I agree with people saying the tree looks like it will play too fast. One of my problems with Civ V was that you flew through each era too quickly on normal speed. But I guess we'll have to play this to find out.
 
And, in too many places, the progression of the Technologies makes little sense, either Historically or for Gameplay purposes. Right at the start, Mining Tech gives you access to 3 other technologies, while Animal Husbandry only 2, and one of those an Era away, Pottery access to 2 technologies in the same Era, but presumes that Pottery was a requirement for Writing. Say What?

The requirement for Writing is the Necessity to Keep Records. So, yes, having a bunch of pots full of Stuff requires record-keeping, but so does having a bunch of valuable animals and their products (horn, hide, leather, etc) to keep track of. Writing is one Technology (among many) that cries out to have more than one antecedent, and the ability to be reached via more than one route.
Actually, I think the reason writing came from Pottery in the Civilization games was as a reference to the Mesopotamian civilizations. They wrote Cuneiform by pressing cut reeds into soft clay and then by firing it, it became hard and resilient. A lot of what we know about the Ancient [Mesopotamian] world is from finding these clay tablets, notably in the Royal Library at Nineveh and reading what they wrote.
 
The tree has that really ugly and potentially obscure crossover schematic for Apprenticeship and Stirrups into Banking and Gunpowder.
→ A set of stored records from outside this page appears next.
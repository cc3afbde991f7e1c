//! CLI presentation: turn run outcomes and plans into terminal text.

use crate::error::RunError;
use crate::mirror::FileTask;
use crate::runner::RunSummary;
use comfy_table::presets::UTF8_BORDERS_ONLY;
use comfy_table::Table;
use owo_colors::OwoColorize;
use std::time::Duration;

/// Format a finished run: per-file table followed by the success line.
pub fn format_run_summary(summary: &RunSummary, color: bool) -> String {
    let mut out = String::new();
    if !summary.files.is_empty() {
        let mut table = Table::new();
        table.load_preset(UTF8_BORDERS_ONLY);
        table.set_header(vec!["File", "Chars", "Edits", "Skipped", "Pauses", "Typed in"]);
        for file in &summary.files {
            table.add_row(vec![
                file.relative_path.display().to_string(),
                file.stats.chars_typed.to_string(),
                file.stats.edits_applied.to_string(),
                file.stats.edits_skipped.to_string(),
                file.stats.long_pauses.to_string(),
                format_duration(file.stats.simulated),
            ]);
        }
        out.push_str(&format!("{}\n\n", table));
    }

    let message = summary.message();
    if color {
        out.push_str(&format!("{}", message.green()));
    } else {
        out.push_str(&message);
    }
    out
}

/// Informational line for a cancelled prompt.
pub fn format_cancelled(message: &str, color: bool) -> String {
    if color {
        format!("{}", message.blue())
    } else {
        message.to_string()
    }
}

/// Error line for a rejected folder selection.
pub fn format_rejected(message: &str, color: bool) -> String {
    let line = format!("Error: {}", message);
    if color {
        format!("{}", line.red())
    } else {
        line
    }
}

/// List the relative paths a write would create.
pub fn format_plan(tasks: &[FileTask], format: &str) -> Result<String, RunError> {
    match format {
        "json" => {
            let paths: Vec<String> = tasks
                .iter()
                .map(|t| t.relative_path.display().to_string())
                .collect();
            serde_json::to_string_pretty(&paths)
                .map_err(|e| RunError::Output(format!("plan: {}", e)))
        }
        "text" => {
            let mut out = String::new();
            for task in tasks {
                out.push_str(&format!("{}\n", task.relative_path.display()));
            }
            out.push_str(&format!("{} files", tasks.len()));
            Ok(out)
        }
        other => Err(RunError::Config(format!(
            "Invalid output format: {} (must be 'text' or 'json')",
            other
        ))),
    }
}

fn format_duration(duration: Duration) -> String {
    let secs = duration.as_secs();
    if secs >= 60 {
        format!("{}m {:02}s", secs / 60, secs % 60)
    } else {
        format!("{:.1}s", duration.as_secs_f64())
    }
}
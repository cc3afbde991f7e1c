//! Merge rules: defaults first, every later source overrides.

use config::Config;
use config::ConfigBuilder;
use config::ConfigError;

/// Create a Config builder with merge policy defaults applied.
pub fn builder_with_defaults() -> Result<ConfigBuilder<config::builder::DefaultState>, ConfigError>
{
    Config::builder()
        .set_default("logging.enabled", true)?
        .set_default("logging.level", "warn")?
        .set_default("logging.format", "text")?
        .set_default("logging.output", "stderr")?
        .set_default("logging.color", true)?
        .set_default("mirror.sort_entries", true)
}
Crossovers are necessary or the central lane always becomes burdened with prerequisites, no path able to join top and bottom except for through it. But that ugly ugly wire, representing one tech's prerequisite going up and the other's going down. UGH.
 
I am shocked by the techtree so far.

I put my concerns here:
http://forums.civfanatics.com/showpost.php?p=14459569&postcount=33

so far printing is available without writing... Musketeers will be the standard melee unit in the industrial era...Jet Bomber are the new stealth bomber, yet the techtree seems to ends before 1989!...
 
The lack of certain techs and units will surely be sorted out with the next major expansion. I think over all seing as we get most of the mechanics from civ V+DLC on top of new ones the current state of the tech tree is understandable for the base game.